Archform: Beauty
- First edition
- Author: L. E. Modesitt
- Cover artist: Dave Seeley
- Language: English
- Genre: Science fiction
- Publisher: Tor Books
- Publication date: 2002
- Publication place: United States
- Media type: Print (Paperback)
- Pages: 352
- ISBN: 978-0-7653-0433-9
- OCLC: 48661403
- Dewey Decimal: 813/.54 21
- LC Class: PS3563.O264 A89 2002
- Preceded by: none
- Followed by: Flash

= Archform: Beauty =

2002 novel by L. E. Modesitt, Jr.

Archform: Beauty is a science fiction novel by American writer L. E. Modesitt, published in 2002. It is set in 24th century Earth.

==Reception==
Roland Green in his review for Booklist said that "Modesitt creates exceptionally vivid but the narrative continuum somewhat hard to get into.
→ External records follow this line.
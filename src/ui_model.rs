//! Page, tab and dataset inventories shared by every front end.
//!
//! These are plain enums so the navigation model can be unit-tested on the host
//! without any rendering layer.

#[cfg(feature = "serde")]
use serde::{Deserialize, Serialize};

#[derive(Debug, Clone, Copy, PartialEq, Eq, Default)]
pub enum Page {
    #[default]
    Dashboard,
    AlgorithmExplorer,
    VisualizationPlayground,
    HyperparameterTuning,
    Comparison,
    Documentation,
    About,
}

impl Page {
    pub fn label(self) -> &'static str {
        match self {
            Page::Dashboard => "Dashboard",
            Page::AlgorithmExplorer => "Algorithm Explorer",
            Page::VisualizationPlayground => "Visualization Playground",
            Page::HyperparameterTuning => "Hyperparameter Tuning",
            Page::Comparison => "Algorithm Comparison",
            Page::Documentation => "Documentation",
            Page::About => "About",
        }
    }

    pub fn path(self) -> &'static str {
        match self {
            Page::Dashboard => "/",
            Page::AlgorithmExplorer => "/algorithms",
            Page::VisualizationPlayground => "/visualization",
            Page::HyperparameterTuning => "/hyperparameters",
            Page::Comparison => "/comparison",
            Page::Documentation => "/documentation",
            Page::About => "/about",
        }
    }

    pub fn from_path(path: &str) -> Option<Self> {
        let trimmed = path.trim_end_matches('/');
        let path = if trimmed.is_empty() { "/" } else { trimmed };
        Page::all().iter().copied().find(|p| p.path() == path)
    }

    pub fn all() -> &'static [Page] {
        &[
            Page::Dashboard,
            Page::AlgorithmExplorer,
            Page::VisualizationPlayground,
            Page::HyperparameterTuning,
            Page::Comparison,
            Page::Documentation,
            Page::About,
        ]
    }
}

/// Tabs under the playground chart area.
#[derive(Debug, Clone, Copy, PartialEq, Eq, Default)]
pub enum PlaygroundTab {
    #[default]
    Process,
    Tree,
    Loss,
    Residuals,
}

impl PlaygroundTab {
    pub fn label(self) -> &'static str {
        match self {
            PlaygroundTab::Process => "Boosting Process",
            PlaygroundTab::Tree => "Current Tree",
            PlaygroundTab::Loss => "Loss Function",
            PlaygroundTab::Residuals => "Residuals",
        }
    }

    pub fn all() -> &'static [PlaygroundTab] {
        &[
            PlaygroundTab::Process,
            PlaygroundTab::Tree,
            PlaygroundTab::Loss,
            PlaygroundTab::Residuals,
        ]
    }
}

#[derive(Debug, Clone, Copy, PartialEq, Eq, Default)]
#[cfg_attr(feature = "serde", derive(Serialize, Deserialize))]
#[cfg_attr(feature = "serde", serde(rename_all = "lowercase"))]
pub enum TaskType {
    #[default]
    Classification,
    Regression,
}

impl TaskType {
    pub fn label(self) -> &'static str {
        match self {
            TaskType::Classification => "Classification",
            TaskType::Regression => "Regression",
        }
    }

    /// Dataset selected when switching to this task type.
    pub fn default_dataset(self) -> Dataset {
        match self {
            TaskType::Classification => Dataset::Simulated,
            TaskType::Regression => Dataset::Housing,
        }
    }

    pub fn datasets(self) -> &'static [Dataset] {
        match self {
            TaskType::Classification => &[
                Dataset::Simulated,
                Dataset::Iris,
                Dataset::BreastCancer,
                Dataset::Wine,
            ],
            TaskType::Regression => &[Dataset::Housing, Dataset::Diabetes, Dataset::Simulated],
        }
    }
}

#[derive(Debug, Clone, Copy, PartialEq, Eq, Hash, Default)]
#[cfg_attr(feature = "serde", derive(Serialize, Deserialize))]
#[cfg_attr(feature = "serde", serde(rename_all = "snake_case"))]
pub enum Dataset {
    #[default]
    Simulated,
    Iris,
    BreastCancer,
    Wine,
    Housing,
    Diabetes,
}

impl Dataset {
    /// Name used by the dataset API (`/datasets/{name}/pca`).
    pub fn api_name(self) -> &'static str {
        match self {
            Dataset::Simulated => "simulated",
            Dataset::Iris => "iris",
            Dataset::BreastCancer => "breast_cancer",
            Dataset::Wine => "wine",
            Dataset::Housing => "housing",
            Dataset::Diabetes => "diabetes",
        }
    }

    pub fn display_name(self, task: TaskType) -> &'static str {
        match (self, task) {
            (Dataset::Simulated, TaskType::Classification) => "Simulated 2D",
            (Dataset::Simulated, TaskType::Regression) => "Simulated 1D",
            (Dataset::Iris, _) => "Iris",
            (Dataset::BreastCancer, _) => "Breast Cancer",
            (Dataset::Wine, _) => "Wine",
            (Dataset::Housing, _) => "Housing",
            (Dataset::Diabetes, _) => "Diabetes",
        }
    }

    pub fn parse(s: &str) -> Option<Self> {
        let s = s.trim().to_ascii_lowercase();
        Dataset::all().iter().copied().find(|d| d.api_name() == s)
    }

    pub fn all() -> &'static [Dataset] {
        &[
            Dataset::Simulated,
            Dataset::Iris,
            Dataset::BreastCancer,
            Dataset::Wine,
            Dataset::Housing,
            Dataset::Diabetes,
        ]
    }
}

#[cfg(test)]
mod tests {
    use super::*;

    #[test]
    fn page_inventory_is_stable() {
        let all = Page::all();
        assert_eq!(all.len(), 7);

        let mut paths: Vec<&'static str> = all.iter().copied().map(Page::path).collect();
        paths.sort_unstable();
        paths.dedup();
        assert_eq!(paths.len(), 7);

        for p in all {
            assert!(!p.label().trim().is_empty());
            assert_eq!(Page::from_path(p.path()), Some(*p));
        }
    }

    #[test]
    fn from_path_tolerates_trailing_slash() {
        assert_eq!(Page::from_path("/comparison/"), Some(Page::Comparison));
        assert_eq!(Page::from_path(""), Some(Page::Dashboard));
        assert_eq!(Page::from_path("/nope"), None);
    }

    #[test]
    fn task_defaults_belong_to_their_group() {
        for task in [TaskType::Classification, TaskType::Regression] {
            assert!(task.datasets().contains(&task.default_dataset()));
        }
    }

    #[test]
    fn dataset_names_parse_back() {
        for d in Dataset::all() {
            assert_eq!(Dataset::parse(d.api_name()), Some(*d));
        }
        assert_eq!(Dataset::parse(" Breast_Cancer "), Some(Dataset::BreastCancer));
        assert_eq!(Dataset::parse("mnist"), None);
    }

    #[test]
    fn playground_tabs_include_loss_and_residuals() {
        let all = PlaygroundTab::all();
        assert!(all.contains(&PlaygroundTab::Loss));
        assert!(all.contains(&PlaygroundTab::Residuals));
    }
}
Ultimately most readers will probably be absorbed in the book and glad that the ending doesn't preclude further stories in its setting". Kirkus Reviews wrote that "Modesitt's always worth reading, but this may well be his best ever." Peter Cannon in his review for Publishers Weekly said that "set against a background of biological terrorism, Modesitt's tale explores social issues (only the rich can afford privacy as well as injections of microscopic, medical robots to stay healthy) sure to resonate with many readers. This brilliant novel is as thought provoking as it is entertaining."